Many sovietologists made this admittedly ridiculous in hindsight claim, when they were cut off from the data in the USSR. Good reputation in Soviet history is hard-earned now, with the numerous archival works and a very large body of evidence, but there was a time in the Cold War when any whackaloon or CIA hackjob could claim supreme authority on anything relating to Soviet history.
Thanas wrote:Could you also post the survival rate for the harshest and for the least harsh of the gulags?

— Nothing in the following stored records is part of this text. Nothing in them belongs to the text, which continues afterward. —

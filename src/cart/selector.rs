//! Variant selector
//!
//! Transient per-product sub-session for picking one or more priced sizes
//! before committing them to the cart. Entry identity is the
//! `(size, price, product_id)` triple.
//!
//! The set persists across a popup reopen (an unfinished selection
//! survives), but is wiped on engine start, matching the capture screen's
//! refresh semantics.

use crate::models::{Product, SelectionEntry, SelectionKey, Variant};
use crate::tickets::storage::StateStore;
use parking_lot::RwLock;

/// State key for the in-progress selection set
const SELECTION_KEY: &str = "selectedVariety";

/// Transient variant-selection set with a persisted mirror
pub struct VariantSelector {
    store: StateStore,
    entries: RwLock<Vec<SelectionEntry>>,
}

impl VariantSelector {
    pub fn new(store: StateStore) -> Self {
        Self {
            store,
            entries: RwLock::new(Vec::new()),
        }
    }

    /// Wipe any selection left over from a previous session
    pub fn reset(&self) {
        self.entries.write().clear();
        if let Err(e) = self.store.remove(SELECTION_KEY) {
            tracing::warn!(error = %e, "Failed to clear stored variant selection");
        }
    }

    /// Open a selection session for a product
    ///
    /// Zero-variant products are a no-op (the caller direct-adds those).
    /// Otherwise the session is seeded with previously-saved entries
    /// belonging to this product, so reopening resumes where it left off.
    pub fn open(&self, product: &Product) {
        if !product.has_variants() {
            return;
        }

        let saved: Vec<SelectionEntry> = match self.store.get_json(SELECTION_KEY) {
            Ok(entries) => entries.unwrap_or_default(),
            Err(e) => {
                tracing::warn!(error = %e, "Failed to load stored variant selection");
                Vec::new()
            }
        };

        *self.entries.write() = saved
            .into_iter()
            .filter(|e| e.key.product_id == product.id)
            .collect();
    }

    /// Include or exclude a variant
    ///
    /// Including adds the triple with quantity 1; excluding removes the
    /// matching triple.
    pub fn toggle(&self, variant: &Variant, included: bool, product_id: &str) {
        let key = SelectionKey {
            size: variant.size.clone(),
            price: variant.price,
            product_id: product_id.to_string(),
        };

        {
            let mut entries = self.entries.write();
            if included {
                if !entries.iter().any(|e| e.key == key) {
                    entries.push(SelectionEntry { key, quantity: 1 });
                }
            } else {
                entries.retain(|e| e.key != key);
            }
        }
        self.persist();
    }

    /// Apply a quantity delta to the matching entry, dropping it at zero or below
    pub fn adjust_quantity(&self, variant: &Variant, delta: i32, product_id: &str) {
        {
            let mut entries = self.entries.write();
            for entry in entries.iter_mut() {
                if entry.key.size == variant.size
                    && entry.key.price == variant.price
                    && entry.key.product_id == product_id
                {
                    entry.quantity = (entry.quantity as i64 + delta as i64).max(0) as u32;
                }
            }
            entries.retain(|e| e.quantity > 0);
        }
        self.persist();
    }

    /// Hand the selection set over and clear the session
    ///
    /// An empty set commits as a no-op; the caller's save button guards
    /// against it at the UI level, not here.
    pub fn commit(&self) -> Vec<SelectionEntry> {
        let taken = std::mem::take(&mut *self.entries.write());
        if let Err(e) = self.store.remove(SELECTION_KEY) {
            tracing::warn!(error = %e, "Failed to clear stored variant selection");
        }
        taken
    }

    /// Current entries (cloned)
    pub fn entries(&self) -> Vec<SelectionEntry> {
        self.entries.read().clone()
    }

    fn persist(&self) {
        let entries = self.entries.read();
        if let Err(e) = self.store.put_json(SELECTION_KEY, &*entries) {
            tracing::warn!(error = %e, "Failed to persist variant selection");
        }
    }
}

#[cfg(test)]
mod tests {
    use super::*;
    use rust_decimal::Decimal;

    fn store() -> StateStore {
        StateStore::open_in_memory().unwrap()
    }

    fn product_with_sizes() -> Product {
        Product {
            id: "p1".into(),
            name: "Pizza".into(),
            category: "Veg Pizza".into(),
            price: None,
            variants: vec![
                Variant { size: "S".into(), price: Decimal::from(150) },
                Variant { size: "L".into(), price: Decimal::from(350) },
            ],
        }
    }

    #[test]
    fn test_open_zero_variant_product_is_noop() {
        let selector = VariantSelector::new(store());
        let plain = Product {
            id: "p2".into(),
            name: "Coke".into(),
            category: "Drinks".into(),
            price: Some(Decimal::from(40)),
            variants: vec![],
        };

        selector.open(&plain);
        assert!(selector.entries().is_empty());
    }

    #[test]
    fn test_toggle_on_adds_with_quantity_one() {
        let selector = VariantSelector::new(store());
        let product = product_with_sizes();
        selector.open(&product);

        selector.toggle(&product.variants[0], true, &product.id);

        let entries = selector.entries();
        assert_eq!(entries.len(), 1);
        assert_eq!(entries[0].quantity, 1);
        assert_eq!(entries[0].key.size, "S");
    }

    #[test]
    fn test_toggle_off_removes_matching_triple() {
        let selector = VariantSelector::new(store());
        let product = product_with_sizes();
        selector.open(&product);

        selector.toggle(&product.variants[0], true, &product.id);
        selector.toggle(&product.variants[1], true, &product.id);
        selector.toggle(&product.variants[0], false, &product.id);

        let entries = selector.entries();
        assert_eq!(entries.len(), 1);
        assert_eq!(entries[0].key.size, "L");
    }

    #[test]
    fn test_adjust_quantity_drops_at_zero() {
        let selector = VariantSelector::new(store());
        let product = product_with_sizes();
        selector.open(&product);

        selector.toggle(&product.variants[0], true, &product.id);
        selector.adjust_quantity(&product.variants[0], 2, &product.id);
        assert_eq!(selector.entries()[0].quantity, 3);

        selector.adjust_quantity(&product.variants[0], -3, &product.id);
        assert!(selector.entries().is_empty());
    }

    #[test]
    fn test_reopen_restores_unfinished_selection_for_product() {
        let store = store();
        let product = product_with_sizes();
        let other = Product { id: "p9".into(), ..product_with_sizes() };

        {
            let selector = VariantSelector::new(store.clone());
            selector.open(&product);
            selector.toggle(&product.variants[0], true, &product.id);
            selector.toggle(&other.variants[1], true, &other.id);
        }

        let selector = VariantSelector::new(store);
        selector.open(&product);

        // Only this product's entries are seeded back
        let entries = selector.entries();
        assert_eq!(entries.len(), 1);
        assert_eq!(entries[0].key.product_id, "p1");
    }

    #[test]
    fn test_commit_clears_session_and_store() {
        let store = store();
        let selector = VariantSelector::new(store.clone());
        let product = product_with_sizes();
        selector.open(&product);
        selector.toggle(&product.variants[1], true, &product.id);

        let committed = selector.commit();
        assert_eq!(committed.len(), 1);
        assert!(selector.entries().is_empty());

        let stored: Option<Vec<SelectionEntry>> = store.get_json("selectedVariety").unwrap();
        assert!(stored.is_none());
    }

    #[test]
    fn test_commit_empty_set_is_noop() {
        let selector = VariantSelector::new(store());
        assert!(selector.commit().is_empty());
    }

    #[test]
    fn test_reset_wipes_stored_selection() {
        let store = store();
        let product = product_with_sizes();
        {
            let selector = VariantSelector::new(store.clone());
            selector.open(&product);
            selector.toggle(&product.variants[0], true, &product.id);
        }

        let selector = VariantSelector::new(store.clone());
        selector.reset();
        selector.open(&product);
        assert!(selector.entries().is_empty());
    }
}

A very good point to start would be:
Victims of the Soviet Penal System in the Pre-war Years:A First Approach on the Basis of Archival Evidence
Image
Not only were the large populations of Gulags, unlike the German camps, far from being the final destination for a prisoner - only some 1,5 to 3 million yearly were in penal institutions inside the USSR, but the body of people was in flow, meaning some prisoners were released and amnestied, and new ones took their place - but the death rates were substantially less than what one would think they were.
AHR wrote:Large numbers of persons were constantly entering and leaving the system. During the 1934-1953 period, in any given year, 20-40 percent of the inmates were released, many times more than died in the same year. Even in the terrible year of 1937, 44.4 percent of the GULAG labor camp population on January 1 was freed during the course of the year.
In fact, the death rate for peace-time Gulag in the 1950s was reduced to the level of death rate comparable to normal penal institutions (prisons) in other nations at the time - 6 to 3 men per 1000 per year.

Also, the GULAG is singular - it's the entier system, the Control Commitee on Corrective Labour Camps, while individual camps and facilities within the GULAG also had wildly different policies, as well as careless/more careful attitude towards prisoners.

And "survival rate" is going to be between 83% (worst war year, 1942-1943) and 99,4% (best peace years, 1952-1953).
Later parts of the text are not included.